951人が本棚に入れています
本棚に追加
/571ページ
第三章 青空は満開の桜の上 三
相馬に連れ回されそうになっていると、本村がやってきて、俺を受け取ってくれた。
「本村、助かった。相馬部長は怖い!」
「あ、でも、俺はまだ仕事中だから、車で待っていてくれるかな……」
本村も忙しいので、外出して俺を受け取りにきてくれたらしい。
「ごめん、迷惑かけた」
素直に車で待っていよう。
助手席で待っているよりも、後部座席のほうが広くて快適だと思って移動し、眠ろうとしたが、車の中は結構暑い。飲み物を持ってくれば良かったと思ったが、何も持っていなかった。
車の座席の下で暑さを凌ごうとしたが、だんだん苦しくなってきてしまった。車のシートによじ登り、窓を叩いてみたが、駐車場には誰の姿も見えなかった。
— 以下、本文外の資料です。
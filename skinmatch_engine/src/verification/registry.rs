use std::{collections::HashMap, sync::Arc};

use log::debug;

use crate::{db_types::Retailer, traits::RetailerAdapter};

/// The set of retailer adapters this deployment can call, keyed by [`Retailer`].
///
/// Built once at startup and handed to the orchestrator by reference-counted clone; there is no
/// global registry and no string-keyed lookup, so a typo'd retailer name cannot silently
/// register. A candidate whose retailer has no entry is simply unverifiable in this pass.
#[derive(Clone, Default)]
pub struct AdapterRegistry {
    adapters: HashMap<Retailer, Arc<dyn RetailerAdapter>>,
}

impl AdapterRegistry {
    pub fn new() -> Self {
        Self::default()
    }

    /// Registers an adapter under its own retailer identity. Re-registering a retailer replaces
    /// the previous adapter.
    pub fn register(&mut self, adapter: Arc<dyn RetailerAdapter>) {
        let retailer = adapter.retailer();
        debug!("📡 Registered adapter for {retailer} ({})", adapter.country());
        self.adapters.insert(retailer, adapter);
    }

    pub fn get(&self, retailer: &Retailer) -> Option<Arc<dyn RetailerAdapter>> {
        self.adapters.get(retailer).cloned()
    }

    pub fn len(&self) -> usize {
        self.adapters.len()
    }

    pub fn is_empty(&self) -> bool {
        self.adapters.is_empty()
    }

    /// The registered adapters, for diagnostics.
    pub fn iter(&self) -> impl Iterator<Item = (&Retailer, &Arc<dyn RetailerAdapter>)> {
        self.adapters.iter()
    }
}
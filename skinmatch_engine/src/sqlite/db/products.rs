use chrono::{DateTime, Utc};
use log::{debug, trace};
use sqlx::{QueryBuilder, Sqlite, SqliteConnection};

use crate::{
    db_types::{NewProduct, Product, Retailer},
    traits::ProductStoreError,
};

/// Fetches products for `country`, excluding those with a known price above `max_price`
/// (unknown prices pass through), freshest first. The ingredient policy is the caller's job.
pub async fn fetch_candidates(
    country: &str,
    max_price: Option<f64>,
    conn: &mut SqliteConnection,
) -> Result<Vec<Product>, ProductStoreError> {
    let mut builder: QueryBuilder<Sqlite> = QueryBuilder::new("SELECT * FROM products WHERE country = ");
    builder.push_bind(country);
    if let Some(cap) = max_price {
        builder.push(" AND (price IS NULL OR price <= ");
        builder.push_bind(cap);
        builder.push(")");
    }
    builder.push(" ORDER BY last_seen DESC");
    trace!("🗃️ Executing candidate query: {}", builder.sql());
    let products = builder.build_query_as::<Product>().fetch_all(conn).await?;
    Ok(products)
}

pub async fn fetch_product_by_id(id: i64, conn: &mut SqliteConnection) -> Result<Option<Product>, sqlx::Error> {
    let product = sqlx::query_as("SELECT * FROM products WHERE id = $1").bind(id).fetch_optional(conn).await?;
    Ok(product)
}

pub async fn fetch_product_by_sku(
    retailer: &Retailer,
    retailer_sku: &str,
    conn: &mut SqliteConnection,
) -> Result<Option<Product>, sqlx::Error> {
    let product = sqlx::query_as("SELECT * FROM products WHERE retailer = $1 AND retailer_sku = $2")
        .bind(retailer.to_string())
        .bind(retailer_sku)
        .fetch_optional(conn)
        .await?;
    Ok(product)
}

/// Inserts the product, or refreshes the catalog fields of the existing `(retailer, sku)` row.
/// Returns `false` in the second element if the product already existed.
pub async fn idempotent_insert(
    product: NewProduct,
    conn: &mut SqliteConnection,
) -> Result<(Product, bool), ProductStoreError> {
    match fetch_product_by_sku(&product.retailer, &product.retailer_sku, &mut *conn).await? {
        Some(existing) => {
            let refreshed = refresh_product(existing.id, &product, conn).await?;
            debug!("🗃️ Product [{}/{}] refreshed", refreshed.retailer, refreshed.retailer_sku);
            Ok((refreshed, false))
        },
        None => {
            let product = insert_product(product, conn).await?;
            debug!("🗃️ Product [{}/{}] inserted with id {}", product.retailer, product.retailer_sku, product.id);
            Ok((product, true))
        },
    }
}

async fn insert_product(product: NewProduct, conn: &mut SqliteConnection) -> Result<Product, ProductStoreError> {
    let ingredients_norm = serde_json::to_string(&product.ingredients_norm).unwrap_or_else(|_| "[]".to_string());
    let row = sqlx::query_as(
        r#"
            INSERT INTO products (
                retailer,
                retailer_sku,
                brand,
                name,
                country,
                currency,
                price,
                price_per_ml,
                pdp_url,
                image_url,
                ingredients_raw,
                ingredients_norm,
                last_seen,
                last_live_verified
            ) VALUES ($1, $2, $3, $4, $5, $6, $7, $8, $9, $10, $11, $12, $13, $14)
            RETURNING *;
        "#,
    )
    .bind(product.retailer.to_string())
    .bind(product.retailer_sku)
    .bind(product.brand)
    .bind(product.name)
    .bind(product.country)
    .bind(product.currency)
    .bind(product.price)
    .bind(product.price_per_ml)
    .bind(product.pdp_url)
    .bind(product.image_url)
    .bind(product.ingredients_raw)
    .bind(ingredients_norm)
    .bind(product.last_seen)
    .bind(product.last_live_verified)
    .fetch_one(conn)
    .await?;
    Ok(row)
}

async fn refresh_product(id: i64, product: &NewProduct, conn: &mut SqliteConnection) -> Result<Product, ProductStoreError> {
    let ingredients_norm = serde_json::to_string(&product.ingredients_norm).unwrap_or_else(|_| "[]".to_string());
    let row = sqlx::query_as(
        r#"
            UPDATE products SET
                brand = $2,
                name = $3,
                currency = $4,
                price = $5,
                price_per_ml = $6,
                pdp_url = $7,
                image_url = $8,
                ingredients_raw = $9,
                ingredients_norm = $10,
                last_seen = $11,
                updated_at = CURRENT_TIMESTAMP
            WHERE id = $1
            RETURNING *;
        "#,
    )
    .bind(id)
    .bind(&product.brand)
    .bind(&product.name)
    .bind(&product.currency)
    .bind(product.price)
    .bind(product.price_per_ml)
    .bind(&product.pdp_url)
    .bind(&product.image_url)
    .bind(&product.ingredients_raw)
    .bind(ingredients_norm)
    .bind(product.last_seen)
    .fetch_one(conn)
    .await?;
    Ok(row)
}

/// Writes the outcome of a successful live check back onto the product row. A `None` price
/// leaves the stored price untouched.
pub async fn update_verification(
    product_id: i64,
    observed_price: Option<f64>,
    verified_at: DateTime<Utc>,
    conn: &mut SqliteConnection,
) -> Result<(), ProductStoreError> {
    let result = sqlx::query(
        r#"
            UPDATE products SET
                price = COALESCE($2, price),
                last_live_verified = $3,
                updated_at = CURRENT_TIMESTAMP
            WHERE id = $1
        "#,
    )
    .bind(product_id)
    .bind(observed_price)
    .bind(verified_at)
    .execute(conn)
    .await?;
    if result.rows_affected() == 0 {
        return Err(ProductStoreError::ProductNotFound(product_id));
    }
    Ok(())
}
子供というものが、こんなに体力が無いとは知らなかった。水分が不足しただけで、意識が遠のいてしまいそうだった。もう一度、窓を叩くかと立ち上がると、後に倒れてしまいそうになった。
「あ、落ちる!」
俺がバランスを取ろうとしていると、車のドアが開き、手が支えてくれた。俺は落ちずに済んで良かったと思いつつも、誰が支えたのかと相手を見た。それに、車の鍵は掛かっていたはずだが、どうやって開けたのか分からない。
「誰?」
俺は顔を見ても、自分を支えてくれた相手が誰なのか知らなかった。
「まず、水分でしょう。はい、飲んで」
コップで水が欲しかったが、哺乳瓶のようなもので口に突っ込まれてしまった。乳児ではないので、コップにして欲しい。俺は手が支えてくれてはいるが、立ったままであったので、再び転びそうになった。でも、必死にしがみついて立っていると、前の男が急に笑った。
「何がおかしい?」
真顔から急に笑うので、少し驚いてしまった。
「可愛い!!!!!本当に、可愛い!!!!相馬部長に言われた時は嘘だとしか思わなかったけど……こんなに可愛い生き物がいるのか!!!!!」
相馬部長と聞こえたので、公安の人間だろう。でも、俺には面識が無かった。
「誰?」
「俺は西園寺です。第九公安部の者なのですよ。新しい上司が、夏目さんと聞いて、がっかり半分、期待半分だったのですけど」
がっかりの部分は、西園寺は大の可愛いもの好きで問題を起こし、第九にとばされてきたということで、第九自体にがっかりしていたらしい。
「第九にはかわいいモノが全く無い!夏目さんも知っていましたが、かっこいい上司で可愛さはなかった!でも……」
じっと西園寺が俺を見ると、両手で抱えて頬や頭にキスしまくっていた。
「やめろ!!やめろって!!」
「これ、天使?羽付きの服を買ってもいいですか?真っ白で、でも目がビー玉みたいに澄んでいて、可愛い!!!!」
もしかして、西園寺が問題を起こしたというのは、子供にキスしまくったとかではないのか。西園寺は見た目が、ある意味普通の青年で、しかも、どちらかというとチャライ二枚目なのでギャップが凄い。
「西園寺!」
「はい!」
でも、俺が上司という自覚は、少しはあるらしい。
「キスはやめて」
「嫌です」
きっぱりと断られてしまい、俺ががっかりしていると、西園寺がキスをやめた。
最初のコメントを投稿しよう!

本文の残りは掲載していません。